Messages API thinking

Some Claude models support adaptive thinking, where the model adjusts how much reasoning it applies based on task complexity. The following models support adaptive thinking:

  • claude-opus-4-6

For the Messages API, use the thinking parameter with type: "adaptive" to enable adaptive thinking. The output_config.effort parameter provides some high-level control over the thinking depth, and accepts the following values:

Effort level

Behavior

max

Always thinks with no constraints on thinking depth. Claude Opus 4.6 only.

high (default)

Always thinks. Provides deep reasoning on complex tasks.

medium

Moderate thinking. May skip thinking for very simple queries.

low

Minimizes thinking. Skips thinking for simple tasks where speed matters most.

The following examples demonstrate how to make a Messages API call with adaptive thinking enabled:

import httpx
import anthropic

PAT = "<SNOWFLAKE_PAT>"

http_client = httpx.Client(
  headers={"Authorization": f"Bearer {PAT}"},
)

client = anthropic.Anthropic(
  api_key="not-used",
  base_url="https://<account-identifier>.snowflakecomputing.com/api/v2/cortex",
  http_client=http_client,
  default_headers={"Authorization": f"Bearer {PAT}"},
)

response = client.messages.create(
  model="claude-opus-4-6",
  max_tokens=16384,
  thinking={
    "type": "adaptive"
  },
  messages=[
    {"role": "user", "content": "Are there an infinite number of prime numbers such that n mod 4 == 3?"}
  ],
)

# The response includes thinking blocks followed by text
for block in response.content:
    if block.type == "thinking":
        print(f"Thinking: {block.thinking[:100]}...")
    elif block.type == "text":
        print(f"Answer: {block.text}")

The response includes thinking blocks with summarized thinking and thinking signatures. Pass these blocks back in multi-turn conversations to maintain reasoning context:

{
  "role": "assistant",
  "content": [
    {"type": "thinking", "thinking": "<thinking>", "signature": "<signature>"},
    {"type": "text", "text": "Yes, there are infinitely many primes p where p ≡ 3 (mod 4)..."}
  ]
}

For a full description of the Messages API support for Adaptive Thinking, see Claude API Docs – Adaptive thinking.

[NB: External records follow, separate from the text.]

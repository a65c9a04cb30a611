//! HTTP request handlers.

use axum::{
    extract::{Extension, Multipart, State},
    http::{HeaderName, HeaderValue},
    response::{IntoResponse, Response},
    Json,
};

use super::context::RequestContext;
use super::dispatch::{self, Routed};
use super::retry::format_retries_header;
use super::server::{AppState, RequestId};
use super::types::{ChatCompletionRequest, ModelRequest, SpeechRequest};
use crate::catalog::ModelInfo;
use crate::credits::ledger::ensure_affordable;
use crate::credits::request_price;
use crate::error::{Error, Result};
use crate::providers::{Endpoint, RequestBody};
use crate::storage::Account;

/// Response header: provider that handled the last attempt.
pub const SWITCHYARD_PROVIDER_HEADER: &str = "x-switchyard-provider";
/// Response header: failed attempts per provider, e.g. `2/alpha, 1/beta`.
pub const SWITCHYARD_RETRIES_HEADER: &str = "x-switchyard-retries";

/// Attach routing metadata headers to a response.
fn attach_switchyard_headers(response: &mut Response, provider: &str, retries: Option<String>) {
    let headers = response.headers_mut();

    if let Ok(value) = HeaderValue::from_str(provider) {
        headers.insert(HeaderName::from_static(SWITCHYARD_PROVIDER_HEADER), value);
    }
    if let Some(value) = retries.and_then(|r| HeaderValue::from_str(&r).ok()) {
        headers.insert(HeaderName::from_static(SWITCHYARD_RETRIES_HEADER), value);
    }
}

/// Resolve the model for this caller and reject what they cannot afford.
fn admit_model(
    state: &AppState,
    account: &Account,
    model: &str,
    endpoint: Endpoint,
    voice: Option<&str>,
) -> Result<ModelInfo> {
    let info = state.catalog.check_access(
        model,
        endpoint,
        voice,
        account.tier,
        state.config.credits.premium_tier,
    )?;
    Ok(info.clone())
}

/// Route a priced request and decorate the result.
async fn forward(state: &AppState, ctx: RequestContext, body: RequestBody) -> Result<Response> {
    ensure_affordable(&ctx.account, ctx.price)?;

    tracing::info!(
        request_id = %ctx.request_id,
        endpoint = %ctx.endpoint,
        model = %ctx.model.id,
        stream = ctx.stream,
        price = ctx.price,
        "Routing request"
    );

    let Routed {
        mut response,
        provider,
        attempts,
        relay,
    } = dispatch::route(state, &ctx, body).await?;

    attach_switchyard_headers(&mut response, &provider, format_retries_header(&attempts));

    let retries = attempts.len();
    match relay {
        // A committed stream is only done once its body is.
        Some(relay) if response.status().is_success() => {
            let request_id = ctx.request_id.clone();
            let started = ctx.started;
            tokio::spawn(async move {
                relay.closed().await;
                let status = relay.final_status().map(|s| s.as_u16()).unwrap_or(200);
                tracing::info!(
                    request_id = %request_id,
                    provider = %provider,
                    status = status,
                    retries = retries,
                    chunks = relay.chunks_sent(),
                    client_disconnected = relay.client_disconnected(),
                    latency_ms = started.elapsed().as_millis() as u64,
                    "Stream completed"
                );
            });
        }
        _ => {
            tracing::info!(
                request_id = %ctx.request_id,
                provider = %provider,
                status = response.status().as_u16(),
                retries = retries,
                latency_ms = ctx.elapsed_ms(),
                "Request completed"
            );
        }
    }
    Ok(response)
}

/// Handle POST /v1/chat/completions
pub async fn chat_completions(
    State(state): State<AppState>,
    Extension(request_id): Extension<RequestId>,
    Extension(account): Extension<Account>,
    Json(request): Json<ChatCompletionRequest>,
) -> Result<Response> {
    let endpoint = Endpoint::ChatCompletions;
    let info = admit_model(&state, &account, &request.model, endpoint, None)?;

    let prompt_tokens = state.tokens.count_messages(&request.messages);
    let price = request_price(&info, endpoint, prompt_tokens, 0);

    let mut ctx = RequestContext::new(request_id.0, endpoint, info, account, price);
    ctx.needs_vision = request.needs_vision();
    ctx.needs_tools = request.needs_tools();
    ctx.stream = request.is_streaming();
    ctx.pin = request.provider_name.clone();

    let payload = request
        .to_payload()
        .map_err(|e| Error::BadRequest(e.to_string()))?;
    forward(&state, ctx, RequestBody::Json(payload)).await
}

/// Shared body of the JSON endpoints priced per call.
async fn flat_json(
    state: AppState,
    request_id: RequestId,
    account: Account,
    endpoint: Endpoint,
    request: ModelRequest,
) -> Result<Response> {
    let info = admit_model(&state, &account, &request.model, endpoint, None)?;
    let price = request_price(&info, endpoint, 0, 0);
    let ctx = RequestContext::new(request_id.0, endpoint, info, account, price);

    let payload = serde_json::to_value(&request).map_err(|e| Error::BadRequest(e.to_string()))?;
    forward(&state, ctx, RequestBody::Json(payload)).await
}

/// Handle POST /v1/embeddings
pub async fn embeddings(
    State(state): State<AppState>,
    Extension(request_id): Extension<RequestId>,
    Extension(account): Extension<Account>,
    Json(request): Json<ModelRequest>,
) -> Result<Response> {
    flat_json(state, request_id, account, Endpoint::Embeddings, request).await
}

/// Handle POST /v1/moderations
pub async fn moderations(
    State(state): State<AppState>,
    Extension(request_id): Extension<RequestId>,
    Extension(account): Extension<Account>,
    Json(request): Json<ModelRequest>,
) -> Result<Response> {
    flat_json(state, request_id, account, Endpoint::Moderations, request).await
}

/// Handle POST /v1/images/generations
pub async fn images_generations(
    State(state): State<AppState>,
    Extension(request_id): Extension<RequestId>,
    Extension(account): Extension<Account>,
    Json(request): Json<ModelRequest>,
) -> Result<Response> {
    flat_json(state, request_id, account, Endpoint::ImagesGenerations, request).await
}

/// Handle POST /v1/text/translations
pub async fn text_translations(
    State(state): State<AppState>,
    Extension(request_id): Extension<RequestId>,
    Extension(account): Extension<Account>,
    Json(request): Json<ModelRequest>,
) -> Result<Response> {
    flat_json(state, request_id, account, Endpoint::TextTranslations, request).await
}

/// Handle POST /v1/audio/speech
pub async fn audio_speech(
    State(state): State<AppState>,
    Extension(request_id): Extension<RequestId>,
    Extension(account): Extension<Account>,
    Json(request): Json<SpeechRequest>,
) -> Result<Response> {
    let endpoint = Endpoint::AudioSpeech;
    let info = admit_model(
        &state,
        &account,
        &request.model,
        endpoint,
        request.voice.as_deref(),
    )?;
    let price = request_price(&info, endpoint, 0, request.input.chars().count());
    let ctx = RequestContext::new(request_id.0, endpoint, info, account, price);

    let payload = serde_json::to_value(&request).map_err(|e| Error::BadRequest(e.to_string()))?;
    forward(&state, ctx, RequestBody::Json(payload)).await
}

/// Handle POST /v1/audio/translations (multipart: `model`, `file`, extra text fields)
pub async fn audio_translations(
    State(state): State<AppState>,
    Extension(request_id): Extension<RequestId>,
    Extension(account): Extension<Account>,
    mut multipart: Multipart,
) -> Result<Response> {
    let mut fields = Vec::new();
    let mut file = None;

    while let Some(field) = multipart
        .next_field()
        .await
        .map_err(|e| Error::BadRequest(e.to_string()))?
    {
        let name = field.name().unwrap_or_default().to_string();
        if name == "file" {
            let file_name = field.file_name().unwrap_or("audio").to_string();
            let content_type = field.content_type().map(str::to_string);
            let bytes = field
                .bytes()
                .await
                .map_err(|e| Error::BadRequest(e.to_string()))?;
            file = Some((file_name, content_type, bytes));
        } else {
            let value = field
                .text()
                .await
                .map_err(|e| Error::BadRequest(e.to_string()))?;
            fields.push((name, value));
        }
    }

    let model = fields
        .iter()
        .find(|(k, _)| k == "model")
        .map(|(_, v)| v.clone())
        .ok_or_else(|| Error::BadRequest("missing `model` field".to_string()))?;
    let (file_name, content_type, file) =
        file.ok_or_else(|| Error::BadRequest("missing `file` field".to_string()))?;

    let endpoint = Endpoint::AudioTranslations;
    let info = admit_model(&state, &account, &model, endpoint, None)?;
    let price = request_price(&info, endpoint, 0, 0);
    let ctx = RequestContext::new(request_id.0, endpoint, info, account, price);

    let body = RequestBody::Multipart {
        fields,
        file_name,
        content_type,
        file,
    };
    forward(&state, ctx, body).await
}

/// Handle GET /v1/models
pub async fn list_models(State(state): State<AppState>) -> impl IntoResponse {
    Json(state.catalog.to_openai_list())
}

/// Handle GET /health
pub async fn health() -> impl IntoResponse {
    Json(serde_json::json!({
        "status": "ok",
        "service": "switchyard"
    }))
}

/// Handle GET /
pub async fn root() -> impl IntoResponse {
    Json(serde_json::json!({
        "service": "switchyard",
        "version": env!("CARGO_PKG_VERSION"),
        "endpoints": [
            Endpoint::ChatCompletions.path(),
            Endpoint::Embeddings.path(),
            Endpoint::ImagesGenerations.path(),
            Endpoint::AudioSpeech.path(),
            Endpoint::AudioTranslations.path(),
            Endpoint::Moderations.path(),
            Endpoint::TextTranslations.path(),
        ]
    }))
}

Beta features (Messages API)

The Messages API supports Anthropic beta features via the anthropic-beta header. Pass one or more beta header values as a comma-separated string.

Supported beta headers

Beta header value

Feature

token-efficient-tools-2025-02-19

Token-efficient tools

interleaved-thinking-2025-05-14

Interleaved thinking

output-128k-2025-02-19

Enables output tokens up to 128K

dev-full-thinking-2025-05-14

Developer mode for raw thinking on Claude 4+ models

context-1m-2025-08-07

1 million token context window

context-management-2025-06-27

Context management

effort-2025-11-24

Effort parameter for thinking

tool-search-tool-2025-10-19

Tool search tool

tool-examples-2025-10-29

Tool use examples

The following example enables the 1 million token context window with claude-sonnet-4-6:

import httpx
import anthropic

PAT = "<SNOWFLAKE_PAT>"

http_client = httpx.Client(
  headers={"Authorization": f"Bearer {PAT}"},
)

client = anthropic.Anthropic(
  api_key="not-used",
  base_url="https://<account-identifier>.snowflakecomputing.com/api/v2/cortex",
  http_client=http_client,
  default_headers={
    "Authorization": f"Bearer {PAT}",
    "anthropic-beta": "context-1m-2025-08-07",
  },
)

response = client.messages.create(
  model="claude-sonnet-4-6",
  max_tokens=8192,
  messages=[
    {"role": "user", "content": "<very long document text>... Summarize the key themes."}
  ],
)

print(response.content[0].text)

You can combine multiple beta features by passing a comma-separated string:

-H "anthropic-beta: context-1m-2025-08-07,interleaved-thinking-2025-05-14"

Chat Completions API reference

POST /api/v2/cortex/v1/chat/completions

Generates a chat completion using the specified model. The request and response format follows the OpenAI Chat Completions API specification.

POST https://<account_identifier>.snowflakecomputing.com/api/v2/cortex/v1/chat/completions

Required headers

Authorization: Bearer token

Authorization for the request. token is a JSON web token (JWT), OAuth token, or programmatic access token. For details, see Authenticating Snowflake REST APIs with Snowflake.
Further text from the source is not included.